On top of having hormones that change on the regular—add to this an accumulation of poor self-esteem to the point they compare themselves harshly to peers and will increasingly isolate themselves from others. Some, will self-harm.
Contrary to recent popular opinion, ADHD is under-diagnosed in women more than in other gender identities or children. Women who receive delayed diagnoses may have spent one, two, or in cases like my own—three or more decades having no scientific overarching understanding of why we struggle, filling in the blanks as we go—assuming it’s all in our character vs. part of our chemistry.

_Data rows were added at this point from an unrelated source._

// src/lib.rs

pub mod cli;
pub mod command;
pub mod config;
pub mod errors;
pub mod events;
pub mod locate;
pub mod logging;
pub mod parse;
pub mod proc;
pub mod session;

use std::path::{Path, PathBuf};

use anyhow::Result;
use tokio::sync::mpsc;
use tracing::{debug, error, info};

use crate::cli::CliArgs;
use crate::command::{DownloadOptions, DownloadRequest};
use crate::config::FileConfig;
use crate::errors::DlpilotError;
use crate::events::{Completion, DownloadEvent};
use crate::session::Downloader;

/// Process exit code reported for a user-cancelled download.
pub const EXIT_CANCELLED: i32 = 130;

/// High-level entry point used by `main.rs`.
///
/// This wires together:
/// - config loading
/// - tool discovery and command construction
/// - the download session and its event stream
/// - Ctrl-C handling
///
/// Returns the process exit code.
pub async fn run(args: CliArgs) -> Result<i32> {
    let defaults = config::load_optional(args.config.as_deref().map(Path::new))?;
    let request = build_request(&args, &defaults).await?;
    let spec = request.build();

    if args.dry_run {
        print_dry_run(&spec);
        return Ok(0);
    }

    let (events_tx, mut events_rx) = mpsc::unbounded_channel::<DownloadEvent>();
    let mut downloader = Downloader::new(events_tx);
    downloader.start(spec)?;

    // Ctrl-C → stop request. The listener loops, so a second Ctrl-C while
    // terminating is a harmless duplicate rather than a hard abort.
    let (interrupt_tx, mut interrupt_rx) = mpsc::channel::<()>(1);
    tokio::spawn(async move {
        loop {
            if let Err(e) = tokio::signal::ctrl_c().await {
                eprintln!("failed to listen for Ctrl+C: {e}");
                return;
            }
            if interrupt_tx.send(()).await.is_err() {
                return;
            }
        }
    });

    loop {
        tokio::select! {
            maybe_hint = interrupt_rx.recv() => match maybe_hint {
                Some(()) => {
                    info!("interrupt received, stopping download");
                    downloader.request_stop();
                }
                None => break,
            },
            maybe_event = events_rx.recv() => match maybe_event {
                Some(event) => {
                    if let Some(code) = handle_event(event) {
                        return Ok(code);
                    }
                }
                None => return Ok(missing_completion()),
            },
        }
    }

    // Interrupt listener died; keep draining events to completion.
    while let Some(event) = events_rx.recv().await {
        if let Some(code) = handle_event(event) {
            return Ok(code);
        }
    }
    Ok(missing_completion())
}

/// Resolve CLI flags against config defaults into one download request.
async fn build_request(args: &CliArgs, defaults: &FileConfig) -> Result<DownloadRequest> {
    if !args.url.starts_with("http") {
        return Err(DlpilotError::ConfigError(format!(
            "'{}' does not look like a URL (expected http:// or https://)",
            args.url
        ))
        .into());
    }

    let tool = match args
        .tool
        .as_ref()
        .map(PathBuf::from)
        .or_else(|| defaults.tool.clone())
    {
        Some(tool) => tool,
        None => locate::locate_tool().await?,
    };

    let dest = args
        .dest
        .as_ref()
        .map(PathBuf::from)
        .or_else(|| defaults.dest.clone())
        .unwrap_or_else(|| PathBuf::from("."));

    let audio = args.audio || defaults.audio;
    let quality = args.quality.as_deref().or(defaults.quality.as_deref());
    let format = args.format.as_deref().or(defaults.format.as_deref());
    let options = DownloadOptions::from_choices(audio, quality, format)?;

    Ok(DownloadRequest {
        tool,
        url: args.url.clone(),
        dest,
        options,
    })
}

/// Render one event; returns the exit code once the completion arrives.
fn handle_event(event: DownloadEvent) -> Option<i32> {
    match event {
        DownloadEvent::Log(line) => {
            println!("{line}");
            None
        }
        DownloadEvent::Progress { percent, status } => {
            // Raw tool lines already show progress; the parsed fact is only
            // interesting when debugging the parser.
            debug!(percent, "{status}");
            None
        }
        DownloadEvent::Error(message) => {
            error!("{message}");
            None
        }
        DownloadEvent::Completed(completion) => Some(print_completion(&completion)),
    }
}

fn print_completion(completion: &Completion) -> i32 {
    if completion.cancelled {
        println!("Stopped.");
        EXIT_CANCELLED
    } else if completion.success {
        match &completion.path {
            Some(path) => println!("Done: {}", path.display()),
            None => println!("Done."),
        }
        0
    } else {
        match completion.exit_code {
            Some(code) => eprintln!("Failed: tool exited with status {code}"),
            None => eprintln!("Failed: tool was killed before finishing"),
        }
        1
    }
}

fn missing_completion() -> i32 {
    error!("event stream closed without a completion");
    1
}

/// Simple dry-run output: print the resolved invocation.
fn print_dry_run(spec: &command::CommandSpec) {
    println!("dlpilot dry-run");
    println!("  command: {}", spec.display_line());
    println!("  target directory: {}", spec.target_dir.display());
    debug!("dry-run complete (no execution)");
}
// src/main.rs

use dlpilot::{cli, logging, run};

#[tokio::main]
async fn main() {
    match run_main().await {
        Ok(code) => std::process::exit(code),
        Err(err) => {
            eprintln!("dlpilot error: {err:?}");
            std::process::exit(1);
        }
    }
}

async fn run_main() -> anyhow::Result<i32> {
    let args = cli::parse();
    logging::init_logging(args.log_level)?;
    run(args).await
}
#![cfg(unix)]

mod common;

use std::error::Error;
use std::path::Path;
use std::time::Duration;

use dlpilot::errors::DlpilotError;
use dlpilot::events::DownloadEvent;
use dlpilot::session::Downloader;
use dlpilot_test_utils::builders::SpecBuilder;
use dlpilot_test_utils::fake_tool::FakeToolScript;
use dlpilot_test_utils::{drain_until_completed, with_timeout};
use tempfile::tempdir;
use tokio::sync::mpsc;
use tokio::sync::mpsc::error::TryRecvError;

use crate::common::{expect_completion, init_tracing};

type TestResult = Result<(), Box<dyn Error>>;

/// The full happy path: progress lines, a destination announcement, the
/// completion marker, then exit 0. Events arrive in read order and the
/// completion is last.
#[tokio::test]
async fn test_happy_path_event_sequence() -> TestResult {
    init_tracing();
    let tool_dir = tempdir()?;
    let target = tempdir()?;
    let script = FakeToolScript::new()
        .line("[download] 10.0% of 5.00MiB")
        .line("[download] Destination: out.mp4")
        .line("[download] 100% of 5.00MiB in 00:03")
        .write_to(tool_dir.path())?;

    let (tx, mut rx) = mpsc::unbounded_channel();
    let mut downloader = Downloader::new(tx);
    downloader.start(SpecBuilder::new(&script).target_dir(target.path()).build())?;
    assert!(downloader.is_active());

    let events = with_timeout(drain_until_completed(&mut rx)).await;
    assert_eq!(events.len(), 6, "unexpected events: {events:?}");

    assert!(matches!(&events[0], DownloadEvent::Log(l) if l == "[download] 10.0% of 5.00MiB"));
    assert!(matches!(&events[1], DownloadEvent::Progress { percent, .. } if *percent == 10.0));
    assert!(matches!(&events[2], DownloadEvent::Log(l) if l == "[download] Destination: out.mp4"));
    assert!(matches!(&events[3], DownloadEvent::Log(l) if l.starts_with("[download] 100%")));
    assert!(matches!(&events[4], DownloadEvent::Progress { percent, .. } if *percent == 100.0));

    let completion = expect_completion(events.last());
    assert!(completion.success);
    assert!(!completion.cancelled);
    assert_eq!(completion.exit_code, Some(0));
    assert_eq!(completion.path.as_deref(), Some(Path::new("out.mp4")));

    assert!(!downloader.is_active());
    assert!(matches!(rx.try_recv(), Err(TryRecvError::Empty)));
    Ok(())
}

/// A nonzero exit is a failure completion, not an error; nothing follows it.
#[tokio::test]
async fn test_failure_exit_code() -> TestResult {
    init_tracing();
    let tool_dir = tempdir()?;
    let target = tempdir()?;
    let script = FakeToolScript::new()
        .line("ERROR: unable to download video data")
        .exit_code(1)
        .write_to(tool_dir.path())?;

    let (tx, mut rx) = mpsc::unbounded_channel();
    let mut downloader = Downloader::new(tx);
    downloader.start(SpecBuilder::new(&script).target_dir(target.path()).build())?;

    let events = with_timeout(drain_until_completed(&mut rx)).await;
    assert_eq!(events.len(), 2, "unexpected events: {events:?}");

    let completion = expect_completion(events.last());
    assert!(!completion.success);
    assert!(!completion.cancelled);
    assert_eq!(completion.exit_code, Some(1));
    assert!(completion.path.is_none());

    assert!(!downloader.is_active());
    assert!(matches!(rx.try_recv(), Err(TryRecvError::Empty)));
    Ok(())
}

/// `start` rejects a second session while one is active, without touching
/// the running one.
#[tokio::test]
async fn test_second_start_rejected_while_active() -> TestResult {
    init_tracing();
    let tool_dir = tempdir()?;
    let target = tempdir()?;
    let script = FakeToolScript::new().sleep_secs(30).write_to(tool_dir.path())?;

    let (tx, mut rx) = mpsc::unbounded_channel();
    let mut downloader = Downloader::new(tx).grace_period(Duration::from_millis(200));
    downloader.start(SpecBuilder::new(&script).target_dir(target.path()).build())?;

    let second = downloader.start(SpecBuilder::new(&script).target_dir(target.path()).build());
    assert!(matches!(second, Err(DlpilotError::SessionActive)));
    assert!(downloader.is_active());

    downloader.request_stop();
    let events = with_timeout(drain_until_completed(&mut rx)).await;
    let completion = expect_completion(events.last());
    assert!(completion.cancelled);
    assert!(!downloader.is_active());
    Ok(())
}

/// Invalid bytes in tool output are substituted and logged; the stream
/// keeps going afterwards.
#[tokio::test]
async fn test_invalid_utf8_output_survives() -> TestResult {
    init_tracing();
    let tool_dir = tempdir()?;
    let target = tempdir()?;
    let script = FakeToolScript::new()
        .raw_line(b"\xff\xfe mangled")
        .line("[download] 50.0% of 1.00MiB")
        .write_to(tool_dir.path())?;

    let (tx, mut rx) = mpsc::unbounded_channel();
    let mut downloader = Downloader::new(tx);
    downloader.start(SpecBuilder::new(&script).target_dir(target.path()).build())?;

    let events = with_timeout(drain_until_completed(&mut rx)).await;
    assert_eq!(events.len(), 4, "unexpected events: {events:?}");

    assert!(
        matches!(&events[0], DownloadEvent::Log(l) if l.contains('\u{FFFD}') && l.contains("mangled"))
    );
    assert!(matches!(&events[2], DownloadEvent::Progress { percent, .. } if *percent == 50.0));
    assert!(expect_completion(events.last()).success);
    Ok(())
}

/// A spawn failure is returned, posted once as an error event, and leaves
/// no session behind.
#[tokio::test]
async fn test_spawn_failure_posts_error() -> TestResult {
    init_tracing();
    let target = tempdir()?;
    let missing = target.path().join("no-such-tool");

    let (tx, mut rx) = mpsc::unbounded_channel();
    let mut downloader = Downloader::new(tx);
    let result = downloader.start(SpecBuilder::new(&missing).target_dir(target.path()).build());

    assert!(matches!(result, Err(DlpilotError::SpawnError { .. })));
    assert!(!downloader.is_active());

    match rx.try_recv() {
        Ok(DownloadEvent::Error(message)) => assert!(message.contains("Failed to spawn")),
        other => panic!("expected an error event, got {other:?}"),
    }
    assert!(matches!(rx.try_recv(), Err(TryRecvError::Empty)));
    Ok(())
}

/// A target directory that cannot be created fails before any process
/// exists: the error is returned, posted once, and no session is left.
#[tokio::test]
async fn test_target_dir_failure_posts_error() -> TestResult {
    init_tracing();
    let target = tempdir()?;
    let blocker = target.path().join("occupied");
    std::fs::write(&blocker, "not a directory")?;

    let (tx, mut rx) = mpsc::unbounded_channel();
    let mut downloader = Downloader::new(tx);
    let result = downloader.start(
        SpecBuilder::new("/bin/true")
            .target_dir(blocker.join("downloads"))
            .build(),
    );

    assert!(matches!(result, Err(DlpilotError::TargetDirError { .. })));
    assert!(!downloader.is_active());

    match rx.try_recv() {
        Ok(DownloadEvent::Error(message)) => {
            assert!(message.contains("Cannot create target directory"))
        }
        other => panic!("expected an error event, got {other:?}"),
    }
    assert!(matches!(rx.try_recv(), Err(TryRecvError::Empty)));
    Ok(())
}

/// An "already downloaded" notice still resolves the output path.
#[tokio::test]
async fn test_already_downloaded_resolves_path() -> TestResult {
    init_tracing();
    let tool_dir = tempdir()?;
    let target = tempdir()?;
    let script = FakeToolScript::new()
        .line("Already downloaded: video.mp4")
        .write_to(tool_dir.path())?;

    let (tx, mut rx) = mpsc::unbounded_channel();
    let mut downloader = Downloader::new(tx);
    downloader.start(SpecBuilder::new(&script).target_dir(target.path()).build())?;

    let events = with_timeout(drain_until_completed(&mut rx)).await;
    let completion = expect_completion(events.last());
    assert!(completion.success);
    assert_eq!(completion.path.as_deref(), Some(Path::new("video.mp4")));
    Ok(())
}

/// With no destination announced, a successful session falls back to the
/// newest file in the target directory.
#[tokio::test]
async fn test_newest_file_fallback() -> TestResult {
    init_tracing();
    let tool_dir = tempdir()?;
    let target = tempdir()?;
    let script = FakeToolScript::new()
        .touch("older.webm")
        .sleep_millis(100)
        .touch("newer.webm")
        .line("post-processing complete")
        .write_to(tool_dir.path())?;

    let (tx, mut rx) = mpsc::unbounded_channel();
    let mut downloader = Downloader::new(tx);
    downloader.start(SpecBuilder::new(&script).target_dir(target.path()).build())?;

    let events = with_timeout(drain_until_completed(&mut rx)).await;
    let completion = expect_completion(events.last());
    assert!(completion.success);
    assert_eq!(completion.path, Some(target.path().join("newer.webm")));
    Ok(())
}
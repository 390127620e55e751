// src/parse.rs

//! Pure line classification for downloader output.
//!
//! The supervised tool prints unstructured text; these functions pull
//! structured facts out of single lines. Both are stateless and tolerant:
//! a line matching nothing yields `None`, and one line may yield both a
//! progress fact and a destination fact.
//!
//! Patterns are ordered by priority; the first matching pattern wins.

use std::sync::LazyLock;

use regex::Regex;

/// A line containing this literal reports 100, whatever else it says.
const COMPLETION_MARKER: &str = "[download] 100%";

static PROGRESS_PATTERNS: LazyLock<Vec<Regex>> = LazyLock::new(|| {
    [
        // The tool's own progress lines: "[download]  42.7% of ...".
        r"\[download\]\s+(\d+\.?\d*)%",
        // A bare percentage anywhere on the line.
        r"(\d+\.?\d*)%",
        // Loose fallback: a [download] line with an integer percent later on.
        r"\[download\].*?(\d+)%",
    ]
    .iter()
    .map(|p| Regex::new(p).expect("progress pattern must compile"))
    .collect()
});

static DESTINATION_PATTERNS: LazyLock<Vec<Regex>> = LazyLock::new(|| {
    [
        // "[download] Destination: path/to/file.mp4"
        r"\[download\]\s+Destination:\s+(.+)",
        // "[ExtractAudio] Destination: path/to/file.mp3"
        r"\[ExtractAudio\]\s+Destination:\s+(.+)",
        // "[FixupM4a] path/to/file.m4a" and friends
        r"\[Fixup\w*\]\s+(.+)",
        // "... has already been downloaded" variants print this form
        r"Already downloaded:\s+(.+)",
    ]
    .iter()
    .map(|p| Regex::new(p).expect("destination pattern must compile"))
    .collect()
});

/// Extract a progress percentage from one output line.
///
/// The completion marker dominates: a line containing `[download] 100%`
/// yields 100 even when an earlier fragment of the line carries a different
/// percentage. Otherwise the ordered patterns are tried and the first
/// numeric capture is returned.
pub fn parse_progress(line: &str) -> Option<f64> {
    if line.contains(COMPLETION_MARKER) {
        return Some(100.0);
    }
    for pattern in PROGRESS_PATTERNS.iter() {
        if let Some(caps) = pattern.captures(line) {
            if let Ok(percent) = caps[1].parse::<f64>() {
                return Some(percent);
            }
        }
    }
    None
}

/// Extract an output-file path announcement from one line.
///
/// Recognizes download and audio-extraction destinations, post-processing
/// fixup notices, and "already downloaded" notices, in that order. The
/// captured path is whitespace-trimmed; an empty capture counts as no match.
pub fn parse_destination(line: &str) -> Option<String> {
    for pattern in DESTINATION_PATTERNS.iter() {
        if let Some(caps) = pattern.captures(line) {
            let path = caps[1].trim();
            if !path.is_empty() {
                return Some(path.to_string());
            }
        }
    }
    None
}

Earlier this week I met with Cynthia Hammer, Founder of FindtheADHDGirls. Like me, Cynthia is a late-diagnosed female with ADHD, and as she tells us on her website: “I don’t want any ADHD girls to feel as different or alone as I did.” I don’t either.
A childhood ADHD diagnosis can improve the trajectory of a girl’s future and potentially—save her life. Knowing what I know today about how pathetically slow research has gone for Women’s Health, I expect more from funding bodies in support of medical research.
Women, and the men (or women, or others) who love them, should demand more from research, clinical trials, the medical community and government. I’ve had to ‘try harder’ all my life just to fit in.
Medical community, it’s your turn to try harder. It’s been International Women’s Day for over 100 years. Rather than run away from the effort required to study the complexities of one person’s menstrual cycle or perimenopausal symptoms at a time, isn’t it time you fill in more of the gaps? Try harder.